You Can Do It – How To Avoid Inaccurate Self-Assessments
It’s very easy to feel ourselves into a state of being weak or vulnerable. In fact, this might be the default state of a human. On the other hand, to feel strong, noble and full of integrity is not as easy as a feeling. It is something you have to work towards. Of course, we’re all shaped differently, and have different life experiences. An elderly woman suffering from agoraphobic symptoms may find that heading to the local supermarket takes the same amount of courage a seasoned athlete uses to climb Mount Everest. Is one braver than the other? Well, it depends on your level of analysis. We discount those small bouts of courage at our peril.
Yet in order to know you can do something, or, shudder, that you’ll even try it, you need to have an accurate self-assessment. Sometimes, you need to use that self-assessment to propel you forward, even if uncertain. Sure, you’re someone who might find it hard to complete that tough task now. But who would you be if you could do that? Would life open up a little more, and become a little brighter to you?
Here’s how to embody ‘yes, I can do it,’ in everything you do:
Consider Your Victories
Consider the victories that you’ve had in the past. More often than not, there will be at least a few points in your life where you’ve acted heroically in a noble manner, or at least in an honest context. This can help you realize that you have the capacity for good and admirability, which helps you feel better about yourself.
There’s no reason why you have to be defined by your last action. This isn’t a ‘get out of jail free card.’ It helps you move forward and become a better person. You just have to learn the lesson, make amends to the extent you can, and move on. Forgiving yourself is a big part of this, as is understanding the possibility and potential you have to uncover. Even criminals that spend time in prison can come out and make something of themselves through a work release program. It happens all the time. So don’t condemn yourself to the point of immobility. Because what do you know about who you are? A little, most likely, but it’s even rarer that you know how you could be. So why not find it out?

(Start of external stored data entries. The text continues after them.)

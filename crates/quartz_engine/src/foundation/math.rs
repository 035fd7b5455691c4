//! Math utilities and types
//!
//! Provides fundamental math types for 3D graphics and game development.
//!
//! The engine uses a left-handed, Y-up coordinate system: +X right, +Y up,
//! +Z forward (into the screen). Imported assets authored in right-handed
//! conventions are converted at the asset boundary (see the OBJ importer).

pub use nalgebra::{Matrix3, Matrix4, Quaternion, Unit, Vector2, Vector3, Vector4};

/// 2D vector type
pub type Vec2 = Vector2<f32>;

/// 3D vector type
pub type Vec3 = Vector3<f32>;

/// 4D vector type
pub type Vec4 = Vector4<f32>;

/// 3x3 matrix type
pub type Mat3 = Matrix3<f32>;

/// 4x4 matrix type
pub type Mat4 = Matrix4<f32>;

/// Quaternion type for rotations
pub type Quat = Unit<Quaternion<f32>>;

/// Extract the rotation quaternion from a transformation matrix
///
/// Removes per-axis scale from the upper 3x3 block before conversion, so the
/// result is valid for matrices built from translation * rotation * scale.
pub fn extract_rotation(matrix: &Mat4) -> Quat {
    let scale_x = Vec3::new(matrix.m11, matrix.m21, matrix.m31).magnitude();
    let scale_y = Vec3::new(matrix.m12, matrix.m22, matrix.m32).magnitude();
    let scale_z = Vec3::new(matrix.m13, matrix.m23, matrix.m33).magnitude();

    let rotation_matrix = Matrix3::new(
        matrix.m11 / scale_x, matrix.m12 / scale_y, matrix.m13 / scale_z,
        matrix.m21 / scale_x, matrix.m22 / scale_y, matrix.m23 / scale_z,
        matrix.m31 / scale_x, matrix.m32 / scale_y, matrix.m33 / scale_z,
    );

    Quat::from_matrix(&rotation_matrix)
}

/// Math constants
pub mod constants {
    /// Pi constant
    pub const PI: f32 = std::f32::consts::PI;

    /// 2 * Pi
    pub const TAU: f32 = 2.0 * PI;

    /// Degrees to radians conversion factor
    pub const DEG_TO_RAD: f32 = PI / 180.0;

    /// Radians to degrees conversion factor
    pub const RAD_TO_DEG: f32 = 180.0 / PI;
}

/// Math utility functions
pub mod utils {
    use super::constants;

    /// Convert degrees to radians
    pub fn deg_to_rad(degrees: f32) -> f32 {
        degrees * constants::DEG_TO_RAD
    }

    /// Convert radians to degrees
    pub fn rad_to_deg(radians: f32) -> f32 {
        radians * constants::RAD_TO_DEG
    }
}

#[cfg(test)]
mod tests {
    use super::*;
    use approx::assert_relative_eq;

    #[test]
    fn test_extract_rotation_from_scaled_matrix() {
        let rotation = Quat::from_axis_angle(&Vec3::y_axis(), constants::PI / 3.0);
        let matrix = Mat4::new_translation(&Vec3::new(4.0, -1.0, 2.0))
            * rotation.to_homogeneous()
            * Mat4::new_nonuniform_scaling(&Vec3::new(2.0, 0.5, 3.0));

        let extracted = extract_rotation(&matrix);

        // Quaternions may differ in sign while representing the same rotation
        let dot = rotation.coords.dot(&extracted.coords);
        assert!(dot.abs() > 0.999, "rotation mismatch: dot product = {}", dot);
    }

    #[test]
    fn test_deg_rad_roundtrip() {
        assert_relative_eq!(utils::rad_to_deg(utils::deg_to_rad(137.5)), 137.5, epsilon = 1e-4);
    }
}
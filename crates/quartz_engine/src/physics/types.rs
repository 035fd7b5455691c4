//! Plain data types shared across the physics boundary

use crate::foundation::math::{Quat, Vec3};
use bitflags::bitflags;

/// World-space position and orientation of an actor or shape
#[derive(Debug, Clone, Copy, PartialEq)]
pub struct Pose {
    /// Position component
    pub position: Vec3,
    /// Orientation component
    pub rotation: Quat,
}

impl Pose {
    /// Create a pose from position and rotation
    pub fn new(position: Vec3, rotation: Quat) -> Self {
        Self { position, rotation }
    }

    /// Identity pose at the origin
    pub fn identity() -> Self {
        Self {
            position: Vec3::zeros(),
            rotation: Quat::identity(),
        }
    }
}

impl Default for Pose {
    fn default() -> Self {
        Self::identity()
    }
}

/// Static versus dynamic actor, fixed at creation time
#[derive(Debug, Clone, Copy, PartialEq, Eq)]
pub enum ActorKind {
    /// Immovable actor (environment geometry)
    Static,
    /// Simulated actor (may also be kinematic)
    Dynamic,
}

/// How an applied force or torque is interpreted by the solver
#[derive(Debug, Clone, Copy, PartialEq, Eq)]
pub enum ForceMode {
    /// Continuous force, mass-dependent (N)
    Force,
    /// Instantaneous impulse, mass-dependent (N*s)
    Impulse,
    /// Direct velocity change, mass-independent (m/s)
    VelocityChange,
}

impl ForceMode {
    /// Accumulator bucket index for this mode
    pub(crate) fn bucket(self) -> usize {
        match self {
            Self::Force => 0,
            Self::Impulse => 1,
            Self::VelocityChange => 2,
        }
    }
}

/// Collision geometry descriptor for a shape
#[derive(Debug, Clone, Copy, PartialEq)]
pub enum Geometry {
    /// Sphere of the given radius
    Sphere {
        /// Sphere radius
        radius: f32,
    },
    /// Axis-aligned box in shape-local space
    Box {
        /// Half-size along each local axis
        half_extents: Vec3,
    },
    /// Capsule aligned with the shape-local X axis
    Capsule {
        /// Capsule radius
        radius: f32,
        /// Half the length of the cylindrical segment
        half_height: f32,
    },
}

/// Surface response parameters for a shape
#[derive(Debug, Clone, Copy, PartialEq)]
pub struct PhysicsMaterial {
    /// Friction coefficient while at rest
    pub static_friction: f32,
    /// Friction coefficient while sliding
    pub dynamic_friction: f32,
    /// Bounciness in [0, 1]
    pub restitution: f32,
}

impl Default for PhysicsMaterial {
    fn default() -> Self {
        Self {
            static_friction: 0.5,
            dynamic_friction: 0.5,
            restitution: 0.6,
        }
    }
}

/// Simulation and query filter words attached to every shape
///
/// Interpretation of the words is up to the collision-filter shader on the
/// physics side; the engine only forwards them.
#[derive(Debug, Clone, Copy, PartialEq, Eq)]
pub struct FilterData {
    /// Collision group bits
    pub word0: u32,
    /// Collision mask bits
    pub word1: u32,
    /// Reserved
    pub word2: u32,
    /// Reserved
    pub word3: u32,
}

impl Default for FilterData {
    fn default() -> Self {
        // Group 0, default-colliding
        Self {
            word0: 1,
            word1: 0,
            word2: 0,
            word3: 1,
        }
    }
}

bitflags! {
    /// Per-axis motion locks for a dynamic actor
    ///
    /// A set bit prevents simulated motion along (linear) or around
    /// (angular) that world axis.
    #[derive(Debug, Clone, Copy, PartialEq, Eq, Default)]
    pub struct AxisLock: u8 {
        /// Lock translation along X
        const LINEAR_X = 1 << 0;
        /// Lock translation along Y
        const LINEAR_Y = 1 << 1;
        /// Lock translation along Z
        const LINEAR_Z = 1 << 2;
        /// Lock rotation around X
        const ANGULAR_X = 1 << 3;
        /// Lock rotation around Y
        const ANGULAR_Y = 1 << 4;
        /// Lock rotation around Z
        const ANGULAR_Z = 1 << 5;
    }
}

#[cfg(test)]
mod tests {
    use super::*;

    #[test]
    fn test_axis_lock_all_covers_six_axes() {
        assert_eq!(AxisLock::all().bits().count_ones(), 6);
    }

    #[test]
    fn test_force_mode_buckets_are_distinct() {
        let buckets = [
            ForceMode::Force.bucket(),
            ForceMode::Impulse.bucket(),
            ForceMode::VelocityChange.bucket(),
        ];
        assert!(buckets[0] != buckets[1] && buckets[1] != buckets[2]);
    }
}
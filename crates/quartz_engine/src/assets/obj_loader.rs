//! OBJ file loader for 3D models
//!
//! Streams the file line by line and accumulates positions, UVs, normals
//! and triangulated faces into vertex/index groups. Groups close on `o` and
//! `usemtl` records and at end of stream; every completed group goes
//! through the mesh builder tagged with the source path, so re-importing a
//! file hits the dedup cache.
//!
//! Coordinate conventions: the engine is left-handed with a top-left UV
//! origin, so positions are ingested with z negated and UVs with v flipped.

use std::fs::File;
use std::io::{BufRead, BufReader};
use std::path::Path;
use std::sync::Arc;

use thiserror::Error;

use crate::render::material::{Material, MaterialRegistry, DEFAULT_MATERIAL_NAME};
use crate::render::mesh::{Mesh, Vertex};
use crate::render::mesh_builder::MeshCache;

/// Errors produced while importing an OBJ file
#[derive(Error, Debug)]
pub enum ObjError {
    /// File could not be opened or read
    #[error("IO error: {0}")]
    Io(#[from] std::io::Error),
    /// A numeric token failed to parse
    #[error("Parse error: {0}")]
    Parse(String),
    /// Structurally invalid content (bad face arity, out-of-range index)
    #[error("Invalid format: {0}")]
    InvalidFormat(String),
}

/// In-progress vertex/index group, closed into a mesh at group boundaries
///
/// Transient import-time intermediate; consumed by the mesh builder and
/// never persisted.
#[derive(Debug, Default)]
pub struct MeshGroup {
    /// Optional `o` name of the group
    pub name: Option<String>,
    /// Material name the group is drawn with
    pub material_name: String,
    /// Accumulated vertices
    pub vertices: Vec<Vertex>,
    /// Accumulated triangle indices
    pub indices: Vec<u32>,
}

/// Streaming OBJ importer
pub struct ObjLoader;

impl ObjLoader {
    /// Parse an OBJ file into one mesh per object/material group
    ///
    /// Side effects on success: every `usemtl` name is registered in the
    /// material registry with a default texture, and each completed group
    /// is built and cached under `"<path>:<object name or group index>"`.
    /// On error nothing is registered: parsing completes before any cache
    /// is touched.
    pub fn parse_file<P: AsRef<Path>>(
        path: P,
        meshes: &mut MeshCache,
        materials: &mut MaterialRegistry,
    ) -> Result<Vec<Arc<Mesh>>, ObjError> {
        let path = path.as_ref();
        let file = File::open(path)?;
        let reader = BufReader::new(file);

        let mut positions: Vec<[f32; 3]> = Vec::new();
        let mut normals: Vec<[f32; 3]> = Vec::new();
        let mut uvs: Vec<[f32; 2]> = Vec::new();

        let mut groups: Vec<MeshGroup> = Vec::new();
        let mut material_names: Vec<String> = Vec::new();
        let mut current = MeshGroup::default();
        let mut current_material: Option<String> = None;
        let mut next_name: Option<String> = None;

        // The pending `o` name is only consumed when a group actually closes,
        // so a `usemtl` that precedes the first face does not discard it.
        let close_group = |current: &mut MeshGroup,
                           groups: &mut Vec<MeshGroup>,
                           material: &Option<String>,
                           name: &mut Option<String>| {
            if !current.vertices.is_empty() && !current.indices.is_empty() {
                let mut finished = std::mem::take(current);
                finished.material_name = material
                    .clone()
                    .unwrap_or_else(|| DEFAULT_MATERIAL_NAME.to_string());
                finished.name = name.take();
                groups.push(finished);
            }
        };

        for line in reader.lines() {
            let line = line?;
            let mut tokens = line.split_whitespace();
            let Some(keyword) = tokens.next() else {
                continue;
            };

            match keyword {
                "#" => {} // comment
                "v" => {
                    let [x, y, z] = parse_floats(&mut tokens, "v")?;
                    // Right-handed source, left-handed engine: mirror Z
                    positions.push([x, y, -z]);
                }
                "vt" => {
                    let [u, v] = parse_floats(&mut tokens, "vt")?;
                    // Flip V for the top-left texture origin
                    uvs.push([u, 1.0 - v]);
                }
                "vn" => {
                    let [x, y, z] = parse_floats(&mut tokens, "vn")?;
                    normals.push([x, y, z]);
                }
                "f" => {
                    let refs: Vec<&str> = tokens.collect();
                    if refs.len() != 3 {
                        return Err(ObjError::InvalidFormat(format!(
                            "face with {} vertex references (triangulated faces only)",
                            refs.len()
                        )));
                    }
                    for vertex_ref in refs {
                        let vertex = resolve_vertex(vertex_ref, &positions, &uvs, &normals)?;
                        current.vertices.push(vertex);
                        current.indices.push(current.vertices.len() as u32 - 1);
                    }
                }
                "o" => {
                    close_group(&mut current, &mut groups, &current_material, &mut next_name);
                    next_name = tokens.next().map(str::to_string);
                }
                "usemtl" => {
                    let name = tokens
                        .next()
                        .ok_or_else(|| ObjError::InvalidFormat("usemtl without a name".to_string()))?
                        .to_string();

                    // The in-progress group was drawn with the previous material
                    close_group(&mut current, &mut groups, &current_material, &mut next_name);

                    current_material = Some(name.clone());
                    material_names.push(name);
                }
                _ => {} // unsupported records are ignored
            }
        }

        close_group(&mut current, &mut groups, &current_material, &mut next_name);

        // Parsing succeeded; only now mutate the registries
        for name in material_names {
            materials.add_material(name.clone(), Material::default_textured(name));
        }

        let mut result = Vec::with_capacity(groups.len());
        for (index, group) in groups.into_iter().enumerate() {
            let key = match &group.name {
                Some(name) => format!("{}:{}", path.display(), name),
                None => format!("{}:{}", path.display(), index),
            };
            let material = materials.get_or_default(&group.material_name);
            if let Some(mesh) = meshes.build_mesh(group.vertices, group.indices, &key, material) {
                result.push(mesh);
            }
        }

        log::info!("Imported {} mesh(es) from '{}'", result.len(), path.display());
        Ok(result)
    }
}

/// Parse N whitespace-separated floats for the given record keyword
fn parse_floats<'a, const N: usize>(
    tokens: &mut impl Iterator<Item = &'a str>,
    keyword: &str,
) -> Result<[f32; N], ObjError> {
    let mut values = [0.0; N];
    for value in &mut values {
        let token = tokens
            .next()
            .ok_or_else(|| ObjError::Parse(format!("'{}' record is missing a component", keyword)))?;
        *value = token
            .parse()
            .map_err(|_| ObjError::Parse(format!("invalid float '{}' in '{}' record", token, keyword)))?;
    }
    Ok(values)
}

/// Resolve a `position[/uv][/normal]` face reference into a vertex
///
/// Indices are 1-based; out-of-range references are rejected rather than
/// preserved as unchecked indexing.
fn resolve_vertex(
    vertex_ref: &str,
    positions: &[[f32; 3]],
    uvs: &[[f32; 2]],
    normals: &[[f32; 3]],
) -> Result<Vertex, ObjError> {
    let mut parts = vertex_ref.split('/');

    let position_token = parts.next().unwrap_or_default();
    let position = *lookup(positions, position_token, "position")?;

    let uv = match parts.next() {
        Some(token) if !token.is_empty() => *lookup(uvs, token, "texcoord")?,
        _ => [0.0, 0.0],
    };

    let normal = match parts.next() {
        Some(token) if !token.is_empty() => *lookup(normals, token, "normal")?,
        _ => [0.0, 1.0, 0.0],
    };

    Ok(Vertex::new(position, normal, uv))
}

fn lookup<'a, T>(entries: &'a [T], token: &str, what: &str) -> Result<&'a T, ObjError> {
    let index: usize = token
        .parse()
        .map_err(|_| ObjError::Parse(format!("invalid {} index '{}'", what, token)))?;
    index
        .checked_sub(1)
        .and_then(|i| entries.get(i))
        .ok_or_else(|| ObjError::InvalidFormat(format!("{} index {} out of range", what, index)))
}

Consider How You Survived Difficulties
Just as we have all had victories in our past, we have all survived our worst days. This means that we are stronger than those days, and that should give you some pause for thought. People with strict eating disorders have managed to get over that mental illness, reached their healthy weight, and have started families they grant proper nutrition, all-too-aware of how important that is.
Gaining weight for skinny guys can seem like a difficult approach, for example, but there are excellent methods to grow (quite literally), and become the person you aim to be. Just remember, you can survive the difficulties, because you have in the past. This will shape you for the better, and it should show you that given the chance, you’ll surprise yourself
Use The ‘What-If’ Mindset
The ‘what if’ mindset is an amazing attitude you can take to help you move past your own doubts and actually achieve something. It works, because it’s tantamount to a self-care. And we all know just how effective calling yourself out can be, because it works when others do it. For instance, let’s say you’re trying to lose weight. It’s a tough ask, because it means giving up your regular eating habits and conforming to a tighter schedule.
But ‘what if’ you did do that? Just for today. What if you ate enough broccoli and kept your caloric intake under a certain amount? Surely you’d feel much better for the effort, right? Absolutely. So why not continue using that what-if mindset to think that among the hurricane of self-doubt and worry, you can always use your natural curiosity as leverage going forward. That’s a brilliant approach to take, and it’ll no doubt provide you with a sense of confidence and motivation.
Understand Your Purposes & Principles
It’s very easy to inaccurately assess who you are and what your motivations may be. Perhaps you’re a pathetic weasel right now. That’s fine, there are many out there. It’s fine to be weak. It’s not fine to stay weak. But you don’t have to chastise yourself each day for it. You can just find your purpose and curate your principles and move forward. The more you prove yourself and keep your promise to yourself, the more you’ll realize that your own opinion of who you are is incredibly important, and also the most (rightfully) positive out there. That sounds like a promising result!
With this advice, we hope you can adopt the ‘yes, I can do it’ mentality, and curate accurate self-assessments that need not be so condemnatory.